Statements against interest made by either spouse which throw light on transaction and show intent are properly admissible.
Intent of assignor is principal question in case. It is entirely immaterial whether wife knew of husband's fraudulent intent or not. Young v. Holman, supra.
Complaint alleges sufficient facts to make this original action in equity; under "blending" statute reference to prior attachment action may be treated as surplusage.
Correct judgment will not be reversed though reasons for it are wrong. Bailey v. O'Fallon, 70 P. 755.

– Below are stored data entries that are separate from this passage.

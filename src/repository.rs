//! The note repository: sole owner of the note collection and its persistence.

use crate::{
    note::{MalformedRecordError, Note},
    observer::{ChangeKind, Observers, Subscription},
    option::NotesRepositoryOptions,
    storage::{NoteStore, StorageError},
    view::NotesView,
};
use chrono::Utc;
use serde_json::Value;
use std::{collections::HashSet, fmt};
#[cfg(feature = "tracing")]
use tracing::{debug, error, info, warn};

/// Suffix of the key a blob that failed to decode is copied to.
const CORRUPT_KEY_SUFFIX: &str = ".corrupt";
/// Timestamp appended after [`CORRUPT_KEY_SUFFIX`] so earlier backups are kept.
const BACKUP_TIMESTAMP_FORMAT: &str = "%Y%m%dT%H%M%S%.9fZ";

/// Errors that can occur while loading the collection from storage.
#[derive(Debug, thiserror::Error)]
pub enum LoadError {
    /// The store could not be read.
    #[error("Failed to read notes from storage: {0}")]
    Read(#[source] StorageError),
    /// The stored blob is not valid JSON.
    #[error("Stored notes are not valid JSON: {0}")]
    Json(#[from] serde_json::Error),
    /// The stored blob is valid JSON but not an array.
    #[error("Stored notes are not a list")]
    NotAList,
    /// One of the stored records is not a valid note.
    #[error("Stored note at index {index} is malformed: {source}")]
    Malformed {
        index: usize,
        #[source]
        source: MalformedRecordError,
    },
}

/// Errors that can occur while writing the collection to storage.
#[derive(Debug, thiserror::Error)]
pub enum PersistenceError {
    /// The collection could not be encoded.
    #[error("Failed to encode notes: {0}")]
    Encode(#[from] serde_json::Error),
    /// The store rejected the write.
    #[error("Failed to write notes to storage: {0}")]
    Store(#[from] StorageError),
    /// The last load failed and the stored notes were never read, so they are not
    /// overwritten until a later load succeeds.
    #[error("Refusing to overwrite notes that could not be loaded")]
    NotLoaded,
}

/// Owns the authoritative list of notes, persists it through a [`NoteStore`] and derives
/// the filtered view for the current search query.
///
/// Every mutation is applied in memory, observers are notified, and then the whole
/// collection is written back under a single key. Mutating methods take `&mut self`, so a
/// second mutation cannot start while a save is still in flight.
///
/// A failed save is not rolled back: the in-memory state keeps the change, the error is
/// returned to the caller, and [`has_unsaved_changes`](Self::has_unsaved_changes) reports
/// `true` until a later save succeeds.
///
/// After a load that left the stored blob unread, saves fail with
/// [`PersistenceError::NotLoaded`] until [`load`](Self::load) succeeds again.
pub struct NotesRepository {
    store: Box<dyn NoteStore>,
    key: String,
    notes: Vec<Note>,
    query: String,
    dirty: bool,
    load_failed: bool,
    observers: Observers,
}

impl fmt::Debug for NotesRepository {
    fn fmt(&self, f: &mut fmt::Formatter<'_>) -> fmt::Result {
        f.debug_struct("NotesRepository")
            .field("key", &self.key)
            .field("notes", &self.notes.len())
            .field("query", &self.query)
            .field("dirty", &self.dirty)
            .field("load_failed", &self.load_failed)
            .field("observers", &self.observers)
            .finish()
    }
}

impl NotesRepository {
    /// Creates an empty repository persisting under [`NOTES_KEY`](crate::NOTES_KEY).
    ///
    /// Call [`load`](Self::load) before use to pick up previously saved notes.
    pub fn new<S: Into<Box<dyn NoteStore>>>(store: S) -> Self {
        let options = NotesRepositoryOptions::builder().store(store).build();
        Self::new_with_options(options)
    }

    /// Creates an empty repository from [`NotesRepositoryOptions`].
    pub fn new_with_options(options: NotesRepositoryOptions) -> Self {
        let key = options.resolved_key();
        Self {
            store: options.store,
            key,
            notes: Vec::new(),
            query: String::new(),
            dirty: false,
            load_failed: false,
            observers: Observers::default(),
        }
    }

    /// Creates an empty repository that keeps its notes in `directory`.
    #[cfg(all(feature = "file", not(target_family = "wasm")))]
    pub fn with_file_store<P: Into<std::path::PathBuf>>(directory: P) -> Self {
        Self::new(crate::storage::FileStore::new(directory))
    }

    /// Replaces the in-memory collection with the one persisted in the store.
    ///
    /// A missing blob yields an empty collection. If the blob cannot be read or decoded,
    /// the whole load is abandoned: the collection is left empty and the error is returned.
    /// An undecodable blob is first copied to `<key>.corrupt.<timestamp>`. Observers are
    /// notified in every case.
    ///
    /// When the blob could not be read, or could not be backed up, later saves are refused
    /// so the stored notes are not overwritten by the empty collection.
    pub async fn load(&mut self) -> Result<(), LoadError> {
        let outcome = match self.read_notes().await {
            Ok(notes) => {
                #[cfg(feature = "tracing")]
                info!("Loaded {} notes from `{}`", notes.len(), self.key);
                self.notes = notes;
                self.load_failed = false;
                Ok(())
            }
            Err(e) => {
                #[cfg(feature = "tracing")]
                error!("Failed to load notes from `{}`: {}", self.key, e);
                self.notes.clear();
                Err(e)
            }
        };
        self.dirty = false;
        self.notify(ChangeKind::Loaded);
        outcome
    }

    /// Writes the whole collection to the store, overwriting the previous blob.
    pub async fn save(&mut self) -> Result<(), PersistenceError> {
        if self.load_failed {
            #[cfg(feature = "tracing")]
            warn!("Not saving to `{}` until notes load", self.key);
            return Err(PersistenceError::NotLoaded);
        }
        let encoded = encode_notes(&self.notes)?;
        if let Err(e) = self.store.set(&self.key, encoded).await {
            #[cfg(feature = "tracing")]
            error!(
                "Failed to save {} notes to `{}`: {}",
                self.notes.len(),
                self.key,
                e
            );
            return Err(e.into());
        }
        self.dirty = false;
        Ok(())
    }

    /// Replaces the search query. Matching ignores case.
    pub fn set_query<Q: Into<String>>(&mut self, query: Q) {
        self.query = query.into();
        self.notify(ChangeKind::QueryChanged);
    }

    /// Inserts `note` at the front, or replaces the note with the same id in place, then
    /// saves.
    ///
    /// Observers are notified as soon as the in-memory change is applied, whether or not the
    /// save that follows succeeds.
    pub async fn add_or_update(&mut self, note: Note) -> Result<(), PersistenceError> {
        let existing = self.notes.iter().position(|n| n.id() == note.id());
        match existing {
            Some(index) => self.notes[index] = note,
            None => self.notes.insert(0, note),
        }
        self.dirty = true;
        self.notify(ChangeKind::Upserted);
        self.save().await
    }

    /// Removes every note with the given id, then saves.
    ///
    /// Returns how many notes were removed. Deleting an unknown id still persists and notifies.
    pub async fn delete_note(&mut self, id: &str) -> Result<usize, PersistenceError> {
        let before = self.notes.len();
        self.notes.retain(|note| note.id() != id);
        let removed = before - self.notes.len();
        #[cfg(feature = "tracing")]
        if removed == 0 {
            debug!("Delete of unknown note `{id}`");
        }
        self.dirty = true;
        self.notify(ChangeKind::Deleted);
        self.save().await?;
        Ok(removed)
    }

    /// Registers a callback run after every state change.
    ///
    /// The callback runs synchronously on the thread performing the change and sees the
    /// committed state. It stays registered until the returned [`Subscription`] is dropped.
    pub fn subscribe<F>(&self, callback: F) -> Subscription
    where
        F: FnMut(&NotesView<'_>, ChangeKind) + Send + 'static,
    {
        self.observers.subscribe(Box::new(callback))
    }

    /// Notes matching the current query, in collection order.
    pub fn filtered(&self) -> Vec<&Note> {
        self.view().filtered()
    }

    /// The current state as a borrowed view.
    pub fn view(&self) -> NotesView<'_> {
        NotesView::new(&self.notes, &self.query)
    }

    /// All notes, most recently created first.
    pub fn notes(&self) -> &[Note] {
        &self.notes
    }

    pub fn query(&self) -> &str {
        &self.query
    }

    pub fn get(&self, id: &str) -> Option<&Note> {
        self.notes.iter().find(|note| note.id() == id)
    }

    pub fn len(&self) -> usize {
        self.notes.len()
    }

    pub fn is_empty(&self) -> bool {
        self.notes.is_empty()
    }

    /// Whether the in-memory collection has changes the store has not accepted yet.
    pub fn has_unsaved_changes(&self) -> bool {
        self.dirty
    }

    /// The key the collection is persisted under.
    pub fn storage_key(&self) -> &str {
        &self.key
    }

    fn notify(&self, kind: ChangeKind) {
        self.observers.notify(&self.view(), kind);
    }

    async fn read_notes(&mut self) -> Result<Vec<Note>, LoadError> {
        let blob = match self.store.get(&self.key).await {
            Ok(Some(blob)) => blob,
            Ok(None) => {
                #[cfg(feature = "tracing")]
                debug!("No notes stored under `{}`", self.key);
                return Ok(Vec::new());
            }
            Err(e) => {
                self.load_failed = true;
                return Err(LoadError::Read(e));
            }
        };
        match decode_notes(&blob) {
            Ok(notes) => Ok(notes),
            Err(e) => {
                // The blob may only be replaced once a copy of it exists.
                self.load_failed = !self.back_up_corrupt_blob(blob).await;
                Err(e)
            }
        }
    }

    /// Copies `blob` to a fresh `<key>.corrupt.<timestamp>` key. Returns whether it was
    /// written.
    async fn back_up_corrupt_blob(&mut self, blob: String) -> bool {
        let stamp = Utc::now().format(BACKUP_TIMESTAMP_FORMAT).to_string();
        let base_key = format!("{}{}.{}", self.key, CORRUPT_KEY_SUFFIX, stamp);
        let mut backup_key = base_key.clone();
        let mut attempt = 1;
        while matches!(self.store.get(&backup_key).await, Ok(Some(_))) {
            backup_key = format!("{base_key}-{attempt}");
            attempt += 1;
        }
        match self.store.set(&backup_key, blob).await {
            Ok(()) => {
                #[cfg(feature = "tracing")]
                warn!("Copied undecodable notes blob to `{backup_key}`");
                true
            }
            Err(_e) => {
                #[cfg(feature = "tracing")]
                error!("Could not back up undecodable notes blob: {_e}");
                false
            }
        }
    }
}

fn encode_notes(notes: &[Note]) -> Result<String, serde_json::Error> {
    let records = notes
        .iter()
        .map(|note| Value::Object(note.to_record()))
        .collect();
    serde_json::to_string(&Value::Array(records))
}

/// Decodes a stored blob. The first malformed record aborts the whole decode; a record
/// repeating an earlier id is dropped.
fn decode_notes(blob: &str) -> Result<Vec<Note>, LoadError> {
    let value: Value = serde_json::from_str(blob)?;
    let records = value.as_array().ok_or(LoadError::NotAList)?;
    let mut seen = HashSet::with_capacity(records.len());
    let mut notes = Vec::with_capacity(records.len());
    for (index, record) in records.iter().enumerate() {
        let note = Note::from_record(record)
            .map_err(|source| LoadError::Malformed { index, source })?;
        if !seen.insert(note.id().to_string()) {
            #[cfg(feature = "tracing")]
            warn!("Dropping duplicate note `{}` at index {index}", note.id());
            continue;
        }
        notes.push(note);
    }
    Ok(notes)
}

There is no wrong without a remedy. Where creditor lacks plain, speedy and adequate remedy at law equity will grant relief in first instance. Where debtor absconds and leaves no other property within reach of his creditors and wife threatens to transfer property alleged to have been fraudulently assigned to her by husband, it is *Page 378 
not essential prerequisite for complaining creditor to acquire lien before invoking equity. Pendleton v. Perkins, 49 Mo. 565; Scott v. McMillen, 13 Am. Dec. 239; Heaton v. Dickson, 133 S.W. 159; In Re Beckhaus, 177 Fed. 141.
General rule no longer exists in states where statute abolishes distinction between law and equity and gives same court power to administer both kinds of relief. 15 C.J. 1388.
Appellant is confined to grounds urged in lower court; respondent may advance any grounds he chooses. Clarke v. Huber,25 Cal. 593; Davey v. S.P. Co., 48 P. 1117.
 OPINION
This is a suit in equity, instituted by the plaintiff to have declared void an assignment of two promissory notes and the real estate mortgages securing them, the notes and mortgages decreed to be community property, and subjected to the lien of an attachment issued in another action brought by the plaintiff against the defendant, Steve B. Milisich, on his promissory note. For convenience the parties will be referred to as in the pleadings, or by their proper names.
A demurrer to the complaint was overruled. Separate answers were filed, to one of which a reply was made. A decree was rendered in accordance with the prayer of the complaint. The appeal is taken from the decree and an order overruling a motion for a new trial.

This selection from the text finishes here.